28 January 2009

Continuing with Hugh of Balma: The Sixth Petition in the Lord's Prayer

In the prayer that Jesus taught us, the sixth petition is: “And lead us not into temptation.”

ET NE NOS INDUCAS IN TENTATIONEM
Hugh of Balma continues with his mystical reflections on the Lord’s Prayer by teaching that “the human spirit is led into temptation” by getting caught up in the enticements that partially agree “to the wicked work that the crafty seducer has insistently urged on” the human spirit. We, therefore, ask “to be spared of this danger.” This prayer is brought before the Throne of God because we are “aware of the weakness of human flesh” and not because we lack “confidence in the Beloved’s constant aid.” The human spirit “intently strains upward” with the hope of deservedly attaining “Him and to call Him forth by… affected clamorings.” With confidence in “His mercy,” the human spirit “can contemptuously face down the enemy’s pressing and powerful temptations,” confident in the Beloved Who promised deliverance through the psalmist: “Because he hoped in Me, I will deliver him; I will protect him because he has known My Name” (Psalm 90 [91]:14).

Another reason to pray, “And lead us not into temptation” is because of “the enemy’s insolent deceits.” To the limits which are permitted, these deceits rage against the human spirit, but the more we are “directly subject to the Creator’s control, the farther” we are removed from the enemy’s dominion. When “temptation fails to prevail,” the human spirit is then pursued “with raging fury.”

Thus we beg our Lord to set us free, “longingly challenging Him, asking Him not to fail to see that” His love is gained now by trampling “down earthly joys and the kingdom of the devil; and the Beloved, through the prophet has promised such a yearning one that He will not only hear” the “request, but, like a welcome leader and companion in battle, will liberate… completely through His joyous Presence in the midst of… temptation, and reward” the yearning one “with the crown of glory… as He says: ‘He shall cry to Me and I will hear him; I am with him in tribulation’” (Psalm 90 [91]:15).
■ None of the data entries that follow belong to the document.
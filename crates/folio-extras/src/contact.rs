#![forbid(unsafe_code)]

//! Contact form backed by a transactional mail relay.
//!
//! The form collects a name, an email address, and a message, then hands the
//! fields to a [`MailRelay`]. There are no retries. Whatever the relay says,
//! the draft is cleared once it has been handed over, and the visitor sees
//! one of two status lines.

use std::fmt;

use tracing::{debug, error};

/// Status line after a successful send.
pub const SENT_TEXT: &str = "Message sent successfully!";
/// Status line after a failed send.
pub const FAILED_TEXT: &str = "Something went wrong. Please try again.";

/// Relay account identifiers.
#[derive(Debug, Clone, PartialEq, Eq)]
pub struct RelayConfig {
    pub service_id: String,
    pub template_id: String,
    pub public_key: String,
}

/// Fields submitted by the visitor, named as the relay template expects.
#[derive(Debug, Clone, Default, PartialEq, Eq)]
pub struct ContactMessage {
    pub user_name: String,
    pub user_email: String,
    pub message: String,
}

impl ContactMessage {
    /// Template field names paired with their values.
    #[must_use]
    pub fn fields(&self) -> [(&'static str, &str); 3] {
        [
            ("user_name", self.user_name.as_str()),
            ("user_email", self.user_email.as_str()),
            ("message", self.message.as_str()),
        ]
    }

    /// Every field must be non-blank and the email must look like one.
    pub fn validate(&self) -> Result<(), ContactError> {
        if let Some((name, _)) = self.fields().into_iter().find(|(_, v)| v.trim().is_empty()) {
            return Err(ContactError::MissingField(name));
        }
        if !looks_like_email(self.user_email.trim()) {
            return Err(ContactError::InvalidEmail);
        }
        Ok(())
    }
}

/// `local@domain` with no whitespace, the shape a browser email input
/// accepts.
fn looks_like_email(value: &str) -> bool {
    match value.split_once('@') {
        Some((local, domain)) => {
            !local.is_empty()
                && !domain.is_empty()
                && !domain.contains('@')
                && !value.chars().any(char::is_whitespace)
        }
        None => false,
    }
}

/// A transactional mail service.
pub trait MailRelay {
    fn send(&mut self, config: &RelayConfig, message: &ContactMessage) -> Result<(), RelayError>;
}

/// Failure reported by the relay.
#[derive(Debug, Clone, PartialEq, Eq)]
pub struct RelayError {
    message: String,
}

impl RelayError {
    #[must_use]
    pub fn new(message: impl Into<String>) -> Self {
        Self {
            message: message.into(),
        }
    }
}

impl fmt::Display for RelayError {
    fn fmt(&self, f: &mut fmt::Formatter<'_>) -> fmt::Result {
        write!(f, "mail relay error: {}", self.message)
    }
}

impl std::error::Error for RelayError {}

/// Rejected before the relay was called.
#[derive(Debug, Clone, Copy, PartialEq, Eq)]
pub enum ContactError {
    MissingField(&'static str),
    InvalidEmail,
}

impl fmt::Display for ContactError {
    fn fmt(&self, f: &mut fmt::Formatter<'_>) -> fmt::Result {
        match self {
            Self::MissingField(name) => write!(f, "field {name} is required"),
            Self::InvalidEmail => write!(f, "user_email is not a valid email address"),
        }
    }
}

impl std::error::Error for ContactError {}

#[derive(Debug, Clone, Copy, Default, PartialEq, Eq)]
pub enum SubmitStatus {
    /// Nothing submitted yet.
    #[default]
    Idle,
    Sent,
    Failed,
}

impl SubmitStatus {
    /// Status line shown under the form; empty while idle.
    #[must_use]
    pub fn text(self) -> &'static str {
        match self {
            Self::Idle => "",
            Self::Sent => SENT_TEXT,
            Self::Failed => FAILED_TEXT,
        }
    }
}

/// Draft plus last outcome.
#[derive(Debug, Clone)]
pub struct ContactForm {
    config: RelayConfig,
    draft: ContactMessage,
    status: SubmitStatus,
}

impl ContactForm {
    #[must_use]
    pub fn new(config: RelayConfig) -> Self {
        Self {
            config,
            draft: ContactMessage::default(),
            status: SubmitStatus::Idle,
        }
    }

    #[must_use]
    pub fn draft(&self) -> &ContactMessage {
        &self.draft
    }

    pub fn draft_mut(&mut self) -> &mut ContactMessage {
        &mut self.draft
    }

    #[must_use]
    pub fn status(&self) -> SubmitStatus {
        self.status
    }

    /// Validate and send the draft.
    ///
    /// Invalid drafts are returned as errors and left untouched. Otherwise
    /// the relay is called once, the draft is cleared, and the outcome is
    /// recorded in [`status`](Self::status).
    pub fn submit<R: MailRelay + ?Sized>(
        &mut self,
        relay: &mut R,
    ) -> Result<SubmitStatus, ContactError> {
        self.draft.validate()?;
        let outcome = relay.send(&self.config, &self.draft);
        self.draft = ContactMessage::default();
        self.status = match outcome {
            Ok(()) => {
                debug!(template = %self.config.template_id, "contact message sent");
                SubmitStatus::Sent
            }
            Err(err) => {
                error!(
                    template = %self.config.template_id,
                    error = %err,
                    "contact message failed"
                );
                SubmitStatus::Failed
            }
        };
        Ok(self.status)
    }
}
#![forbid(unsafe_code)]

//! Hand-driven source for tests and simulations.

use std::collections::HashSet;
use std::fmt;

use folio_core::{IntersectionEntry, ObserverOptions, RegionId};

use super::{VisibilitySource, WatchId, group_by_sink};
use crate::sink::EntrySink;

#[derive(Debug)]
struct ScriptedWatch {
    id: WatchId,
    region: RegionId,
    sink: EntrySink,
}

/// A source whose entry batches are supplied by the caller.
///
/// Released watches move to a retired list so a test can replay a delivery
/// that arrives after teardown with [`deliver_late`](Self::deliver_late).
#[derive(Debug, Default)]
pub struct ScriptedSource {
    next_id: u64,
    live: Vec<ScriptedWatch>,
    retired: Vec<ScriptedWatch>,
    refused: HashSet<RegionId>,
}

impl ScriptedSource {
    #[must_use]
    pub fn new() -> Self {
        Self::default()
    }

    /// Make every later `observe` of `region` fail.
    pub fn refuse(&mut self, region: impl Into<RegionId>) {
        self.refused.insert(region.into());
    }

    /// Deliver `entries` as one batch to every live sink.
    ///
    /// Returns the number of sinks that accepted the batch.
    pub fn deliver(&self, entries: &[IntersectionEntry]) -> usize {
        Self::fan_out(&self.live, entries)
    }

    /// Deliver a batch reporting each of `ids` as entering the band.
    pub fn deliver_entering(&self, ids: &[&str]) -> usize {
        let batch: Vec<IntersectionEntry> =
            ids.iter().map(|id| IntersectionEntry::entering(*id)).collect();
        self.deliver(&batch)
    }

    /// Deliver `entries` only through the watch established for `region`.
    pub fn deliver_via(&self, region: &str, entries: &[IntersectionEntry]) -> usize {
        self.live
            .iter()
            .filter(|w| w.region == region)
            .filter(|w| w.sink.deliver(entries))
            .count()
    }

    /// Deliver `entries` through the sinks of released watches.
    pub fn deliver_late(&self, entries: &[IntersectionEntry]) -> usize {
        Self::fan_out(&self.retired, entries)
    }

    #[must_use]
    pub fn live_count(&self) -> usize {
        self.live.len()
    }

    #[must_use]
    pub fn retired_count(&self) -> usize {
        self.retired.len()
    }

    /// Regions with a live watch, in observe order.
    #[must_use]
    pub fn observed(&self) -> Vec<RegionId> {
        self.live.iter().map(|w| w.region.clone()).collect()
    }

    fn fan_out(watches: &[ScriptedWatch], entries: &[IntersectionEntry]) -> usize {
        group_by_sink(watches.iter().map(|w| (w.sink.clone(), ())))
            .into_iter()
            .filter(|(sink, _)| sink.deliver(entries))
            .count()
    }
}

impl VisibilitySource for ScriptedSource {
    type Container = ();
    type Error = ScriptedError;

    fn observe(
        &mut self,
        region: &RegionId,
        _container: (),
        _options: &ObserverOptions,
        sink: EntrySink,
    ) -> Result<WatchId, ScriptedError> {
        if self.refused.contains(region) {
            return Err(ScriptedError::Refused(region.clone()));
        }
        self.next_id += 1;
        let id = WatchId::new(self.next_id);
        self.live.push(ScriptedWatch {
            id,
            region: region.clone(),
            sink,
        });
        Ok(id)
    }

    fn unobserve(&mut self, watch: WatchId) {
        if let Some(pos) = self.live.iter().position(|w| w.id == watch) {
            let released = self.live.remove(pos);
            self.retired.push(released);
        }
    }
}

/// Failure injected with [`ScriptedSource::refuse`].
#[derive(Debug, Clone, PartialEq, Eq)]
pub enum ScriptedError {
    Refused(RegionId),
}

impl fmt::Display for ScriptedError {
    fn fmt(&self, f: &mut fmt::Formatter<'_>) -> fmt::Result {
        match self {
            Self::Refused(id) => write!(f, "observe refused for region {id}"),
        }
    }
}

impl std::error::Error for ScriptedError {}
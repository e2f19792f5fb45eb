#![forbid(unsafe_code)]

//! folio public facade crate.
//!
//! Re-exports the section-tracking stack and adds what a host needs around
//! it: the built-in [`site`] definition, file-based [`config`], and
//! subscriber setup in [`logging`].
//!
//! ```
//! use folio::prelude::*;
//!
//! let page = PageLayout::default();
//! let mut observer = VisibilityObserver::new(LayoutSource::new(1280.0, 1000.0), default_registry());
//! observer.start(&page.containers());
//! let nav = NavView::new(observer.active().clone());
//!
//! observer.source_mut().scroll_to(page.rect("resume").unwrap().y);
//! assert_eq!(observer.active().get(), "resume");
//! assert!(nav.render_line(80).contains("[Resume]"));
//! ```

#[cfg(feature = "config")]
pub mod config;
mod error;
#[cfg(feature = "logging")]
pub mod logging;
pub mod site;

pub use error::{Error, Result};

// --- Core re-exports -------------------------------------------------------

pub use folio_core::{
    IntersectionEntry, Length, ObserverOptions, Rect, Region, RegionId, RegionRegistry,
    RootMargin,
};

// --- Runtime re-exports ----------------------------------------------------

pub use folio_runtime::{
    ActiveSection, ContainerResolver, FnResolver, LayoutSource, ObserverPhase, ScriptedSource,
    StartReport, Subscription, VisibilityObserver, VisibilitySource,
};

// --- Widget re-exports -----------------------------------------------------

pub use folio_widgets::{NavEntry, NavRequest, NavStyle, NavView};

#[cfg(feature = "config")]
pub use config::{ConfigError, SiteConfig};
pub use site::{PageLayout, default_registry};

// --- Prelude --------------------------------------------------------------

pub mod prelude {
    pub use crate::{
        ActiveSection, Error, LayoutSource, NavView, ObserverOptions, PageLayout, Rect, RegionId,
        RegionRegistry, Result, VisibilityObserver, default_registry,
    };

    #[cfg(feature = "config")]
    pub use crate::SiteConfig;

    pub use crate::{core, runtime, widgets};
}

pub use folio_core as core;
#[cfg(feature = "extras")]
pub use folio_extras as extras;
pub use folio_runtime as runtime;
pub use folio_widgets as widgets;
#![forbid(unsafe_code)]

//! Core types for folio section tracking.
//!
//! # Role in folio
//! `folio-core` holds the pure, platform-free pieces: the [`RegionRegistry`]
//! of trackable page regions, viewport [`Rect`]s, CSS-style
//! [`RootMargin`]s, and the [`ObserverOptions`] that define the activation
//! band. Nothing here allocates callbacks or touches a DOM.
//!
//! # How it fits in the system
//! `folio-runtime` feeds [`IntersectionEntry`] batches built from these
//! types into the active-section state; `folio-web` converts browser
//! entries into the same shape.

pub mod geometry;
pub mod intersection;
pub mod margin;
pub mod region;

pub use geometry::Rect;
pub use intersection::{
    DEFAULT_ROOT_MARGIN, DEFAULT_THRESHOLD, IntersectionEntry, Measurement, ObserverOptions,
    OptionsError,
};
pub use margin::{Length, MarginParseError, RootMargin};
pub use region::{Region, RegionId, RegionRegistry, RegistryError};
Another reason why we ask “to be set free from temptation’s danger is that,” being “united to God,” we don’t pursue our own affairs but follow the “Master ‘Who makes His sun to rise upon the good and bad, and rains upon the just and the unjust’ (Matthew 5:45), that is, He sends the rays of His goodness to good people and uses those rays to draw them to Himself; even while His rays also shine expectantly outside evil people, like the sun’s rays shining expectantly on a shuttered window. He retracts not a bit of His goodly nature, but keeps on knocking on the door, lest any rational spirit… should lack divine love because God stopped sending it forth.” When “united to God in friendship,” we “can beg great favors for sinners from the Beloved because as His friends we are faithful and true to Him, “agreeing completely with what He wants to do and wants not to do.” This will, of course, incur “the raging indignation of the enemy and thus… asks on behalf of everyone for liberation from the enemy’s snares.”
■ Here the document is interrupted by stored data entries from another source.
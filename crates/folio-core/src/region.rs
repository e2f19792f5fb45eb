#![forbid(unsafe_code)]

//! Region registry.
//!
//! A [`RegionRegistry`] is the fixed, ordered list of content regions that
//! can become active. It is built once at startup and never changes; clones
//! share the same backing storage.
//!
//! # Invariants
//!
//! 1. The registry is never empty, so [`RegionRegistry::first`] always exists.
//! 2. Region ids are unique within a registry.
//! 3. Iteration order is registration order (document order on the page).

use std::borrow::Borrow;
use std::fmt;
use std::ops::Deref;
use std::sync::Arc;

/// Stable identifier of a region. Doubles as the anchor target (`#id`) and
/// the DOM lookup key.
#[derive(Clone, PartialEq, Eq, Hash, PartialOrd, Ord)]
pub struct RegionId(Arc<str>);

impl RegionId {
    #[must_use]
    pub fn new(id: impl AsRef<str>) -> Self {
        Self(Arc::from(id.as_ref()))
    }

    #[must_use]
    pub fn as_str(&self) -> &str {
        &self.0
    }

    /// Same-document anchor for this region, e.g. `#resume`.
    #[must_use]
    pub fn anchor(&self) -> String {
        format!("#{}", self.0)
    }
}

impl Deref for RegionId {
    type Target = str;

    fn deref(&self) -> &str {
        &self.0
    }
}

impl Borrow<str> for RegionId {
    fn borrow(&self) -> &str {
        &self.0
    }
}

impl AsRef<str> for RegionId {
    fn as_ref(&self) -> &str {
        &self.0
    }
}

impl From<&str> for RegionId {
    fn from(id: &str) -> Self {
        Self::new(id)
    }
}

impl From<String> for RegionId {
    fn from(id: String) -> Self {
        Self(Arc::from(id))
    }
}

impl PartialEq<str> for RegionId {
    fn eq(&self, other: &str) -> bool {
        &*self.0 == other
    }
}

impl PartialEq<&str> for RegionId {
    fn eq(&self, other: &&str) -> bool {
        &*self.0 == *other
    }
}

impl fmt::Debug for RegionId {
    fn fmt(&self, f: &mut fmt::Formatter<'_>) -> fmt::Result {
        write!(f, "RegionId({:?})", &*self.0)
    }
}

impl fmt::Display for RegionId {
    fn fmt(&self, f: &mut fmt::Formatter<'_>) -> fmt::Result {
        f.write_str(&self.0)
    }
}

#[cfg(feature = "serde")]
impl serde::Serialize for RegionId {
    fn serialize<S: serde::Serializer>(&self, serializer: S) -> Result<S::Ok, S::Error> {
        serializer.serialize_str(&self.0)
    }
}

#[cfg(feature = "serde")]
impl<'de> serde::Deserialize<'de> for RegionId {
    fn deserialize<D: serde::Deserializer<'de>>(deserializer: D) -> Result<Self, D::Error> {
        <String as serde::Deserialize>::deserialize(deserializer).map(Self::from)
    }
}

/// One trackable content block: an id plus the label shown in navigation.
#[derive(Debug, Clone, PartialEq, Eq)]
pub struct Region {
    id: RegionId,
    label: String,
}

impl Region {
    #[must_use]
    pub fn new(id: impl Into<RegionId>, label: impl Into<String>) -> Self {
        Self {
            id: id.into(),
            label: label.into(),
        }
    }

    #[must_use]
    pub fn id(&self) -> &RegionId {
        &self.id
    }

    #[must_use]
    pub fn label(&self) -> &str {
        &self.label
    }
}

/// Fixed, ordered set of trackable regions.
#[derive(Debug, Clone, PartialEq, Eq)]
pub struct RegionRegistry {
    regions: Arc<[Region]>,
}

impl RegionRegistry {
    /// Build a registry, checking that it is non-empty and ids are unique.
    pub fn new(regions: impl IntoIterator<Item = Region>) -> Result<Self, RegistryError> {
        let regions: Vec<Region> = regions.into_iter().collect();
        if regions.is_empty() {
            return Err(RegistryError::Empty);
        }
        for (idx, region) in regions.iter().enumerate() {
            if regions[..idx].iter().any(|r| r.id == region.id) {
                return Err(RegistryError::DuplicateId(region.id.clone()));
            }
        }
        Ok(Self {
            regions: regions.into(),
        })
    }

    /// Build a registry from `(id, label)` pairs.
    pub fn from_pairs<'a>(
        pairs: impl IntoIterator<Item = (&'a str, &'a str)>,
    ) -> Result<Self, RegistryError> {
        Self::new(pairs.into_iter().map(|(id, label)| Region::new(id, label)))
    }

    /// The first registered region; the default active one.
    #[must_use]
    pub fn first(&self) -> &Region {
        &self.regions[0]
    }

    #[must_use]
    pub fn len(&self) -> usize {
        self.regions.len()
    }

    /// Always `false`; present for API symmetry with `len`.
    #[must_use]
    pub fn is_empty(&self) -> bool {
        self.regions.is_empty()
    }

    pub fn iter(&self) -> impl ExactSizeIterator<Item = &Region> + '_ {
        self.regions.iter()
    }

    pub fn ids(&self) -> impl ExactSizeIterator<Item = &RegionId> + '_ {
        self.regions.iter().map(Region::id)
    }

    #[must_use]
    pub fn get(&self, id: &str) -> Option<&Region> {
        self.regions.iter().find(|r| r.id.as_str() == id)
    }

    #[must_use]
    pub fn contains(&self, id: &str) -> bool {
        self.get(id).is_some()
    }

    /// Registration index of `id`.
    #[must_use]
    pub fn position(&self, id: &str) -> Option<usize> {
        self.regions.iter().position(|r| r.id.as_str() == id)
    }

    #[must_use]
    pub fn label(&self, id: &str) -> Option<&str> {
        self.get(id).map(Region::label)
    }
}

impl<'a> IntoIterator for &'a RegionRegistry {
    type Item = &'a Region;
    type IntoIter = std::slice::Iter<'a, Region>;

    fn into_iter(self) -> Self::IntoIter {
        self.regions.iter()
    }
}

/// Construction-time registry defects.
#[derive(Debug, Clone, PartialEq, Eq)]
pub enum RegistryError {
    /// No regions were supplied.
    Empty,
    /// The same id was registered twice.
    DuplicateId(RegionId),
}

impl fmt::Display for RegistryError {
    fn fmt(&self, f: &mut fmt::Formatter<'_>) -> fmt::Result {
        match self {
            Self::Empty => write!(f, "region registry must contain at least one region"),
            Self::DuplicateId(id) => write!(f, "duplicate region id {:?}", id.as_str()),
        }
    }
}

impl std::error::Error for RegistryError {}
And now, the final reason for this petition: “Having already experienced how sweet it is to love such a kind Beloved,” we must consider “it a most bitter death, something” we “can scarcely come to terms with, to be separated from” our “happy consort now and forever.” Certainly “it is an unbearable disgrace that someone who in godly fashion knows the great joy of loving the Beloved should listen to the enemy’s conversation, should think worldly joys or earthly riches of any worth – as if… never really” knowing “whether something is truly good.” A “happily trained” human spirit “will warn sinful souls who have miserably withdrawn from such a fount of goodness.”

Our Lord tells us through the prophet: “Know and see that it is an evil and a bitter thing for you to have left the Lord your God” (Jeremiah 2:19). “By God’s just judgment,” the one filled “of creaturely delights is filled with endless bitterness. For the more deeply worldly delight penetrates the recesses of the human spirit, the more the soul, sad to say, is filled with noxious poisons.” The Beloved “imparts the streams of His happiness to human spirits… When a soul is separated from that wellspring without Whom there can be no joy… it is not surprising that such a soul separated from Him becomes depressed, for the aqueduct of love from which the soul joyfully experiences and obtains gladness from the Creator has been obstructed and broken off.”

“Yet, through affections and yearnings for the Beloved, the spirit is completely disentangled and triumphantly set free.”